Instructions to follow —
Find every line below with "chat" in it and give only how many there are.

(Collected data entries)
• • • •

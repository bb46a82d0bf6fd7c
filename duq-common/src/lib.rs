//! # Data Units Quiz Common Library
//!
//! Shared code for the data units quiz including:
//! - The storage unit ladder and conversion arithmetic
//! - Question generators (unit conversion, file size, capacity)
//! - Answer checking and explanations
//! - Score tracking, streaks and level tiers
//! - Site configuration loading
//! - Key-value storage used for score persistence

pub mod config;
pub mod engines;
pub mod error;
pub mod format;
pub mod question;
pub mod score;
pub mod session;
pub mod storage;
pub mod units;

pub use error::{Error, Result};
pub use question::{AnswerCheck, ExplanationSection, Question, QuestionCategory};
pub use score::{LevelTier, OverallStats, ScoreManager, ScoreRecord};
pub use session::QuizSession;
pub use units::Unit;
use clap::Parser;

#[derive(Parser, Debug, Clone)]
#[command(author, version, about, long_about = None)]
pub struct Config {
    /// Grid width; even values round up to the next odd value.
    #[arg(long, default_value_t = 21)]
    pub width: usize,

    /// Grid height; even values round up to the next odd value.
    #[arg(long, default_value_t = 21)]
    pub height: usize,

    /// RNG seed for reproducible mazes; random when omitted.
    #[arg(long)]
    pub seed: Option<u64>,

    /// Start cell; defaults to the origin room (0, 0).
    #[arg(long)]
    pub start_x: Option<usize>,
    #[arg(long)]
    pub start_y: Option<usize>,

    /// Goal cell; defaults to the far-corner room.
    #[arg(long)]
    pub goal_x: Option<usize>,
    #[arg(long)]
    pub goal_y: Option<usize>,

    #[arg(long, default_value_t = false)]
    pub no_visualization: bool,
}
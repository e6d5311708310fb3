pub mod config;
pub mod generator;
pub mod grid;
pub mod pathfinder;
pub mod statistics;
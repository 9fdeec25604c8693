use serde::{Deserialize, Serialize};

/// Sampling parameters forwarded with every generation call.
#[derive(Debug, Clone, Default, Deserialize, Serialize, PartialEq)]
#[serde(rename_all = "camelCase")]
pub struct GenerationConfig {
    #[serde(skip_serializing_if = "Option::is_none")]
    pub temperature: Option<f32>,
    #[serde(skip_serializing_if = "Option::is_none")]
    pub max_output_tokens: Option<u32>,
    #[serde(skip_serializing_if = "Option::is_none")]
    pub top_p: Option<f32>,
    #[serde(skip_serializing_if = "Option::is_none")]
    pub top_k: Option<u32>,
}
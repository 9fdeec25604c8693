use serde::{Deserialize, Serialize, de::Error as _};
use serde_json::Value;

pub mod content;
pub mod generation_config;

pub use content::{Content, Part, Role};
pub use generation_config::GenerationConfig;

/// Body accepted by `POST /generate_email`.
#[derive(Debug, Deserialize, Serialize)]
pub struct ComplaintRequest {
    pub complaint: String,
}

impl ComplaintRequest {
    /// Parses a raw request body. Anything that is not a JSON object with a
    /// string `complaint` field is rejected.
    pub fn from_slice(body: &[u8]) -> serde_json::Result<Self> {
        match serde_json::from_slice::<Value>(body)? {
            object @ Value::Object(_) => serde_json::from_value(object),
            _ => Err(serde_json::Error::custom("expected a JSON object")),
        }
    }
}

/// Body of a Gemini `models/{model}:generateContent` call.
#[derive(Debug, Deserialize, Serialize)]
#[serde(rename_all = "camelCase")]
pub struct GenerateContentRequest {
    pub contents: Vec<Content>,
    #[serde(skip_serializing_if = "Option::is_none")]
    pub generation_config: Option<GenerationConfig>,
}

impl GenerateContentRequest {
    pub fn from_prompt(prompt: &str, generation_config: &GenerationConfig) -> Self {
        Self {
            contents: vec![Content::user(prompt)],
            generation_config: Some(generation_config.clone()),
        }
    }
}
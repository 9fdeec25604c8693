use axum::{
    Router,
    extract::DefaultBodyLimit,
    routing::{get, post},
};
use chat::GenerationClient;
use chat::gemini::GeminiGenerateContentProvider;
use request::GenerationConfig;
use std::sync::Arc;
use tower_http::cors::CorsLayer;
use tower_http::trace::TraceLayer;
use tracing::{error, info};

pub mod config;
pub mod error;
pub mod handlers;
pub mod logging;
pub mod prompt;
pub mod utils;

use config::Configuration;
use handlers::email::generate_email;
use handlers::index::index;
use utils::usage_callback;

pub const MAX_BODY_BYTES: usize = 2 * 1024 * 1024;

pub struct AppState {
    pub generation_client: GenerationClient,
    pub generation_config: GenerationConfig,
}

impl AppState {
    pub fn new(config: &Configuration, generation_client: GenerationClient) -> Self {
        Self {
            generation_client,
            generation_config: config.generation_config(),
        }
    }
}

pub fn build_generation_client(config: &Configuration) -> GenerationClient {
    match &config.api_key {
        Some(api_key) => {
            let provider = GeminiGenerateContentProvider::new(api_key, &config.model_name)
                .base_url(&config.api_base_url)
                .usage_callback(usage_callback);
            info!("Configured Gemini model: {}", provider.model());
            GenerationClient::new(provider)
        }
        None => {
            error!("Gemini API key not found in config!");
            GenerationClient::unavailable()
        }
    }
}

pub fn get_app(state: Arc<AppState>) -> Router {
    Router::new()
        .route("/", get(index))
        .route("/generate_email", post(generate_email))
        .layer(DefaultBodyLimit::max(MAX_BODY_BYTES))
        .layer(TraceLayer::new_for_http())
        .layer(CorsLayer::permissive())
        .with_state(state)
}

• • • •

Answer —
2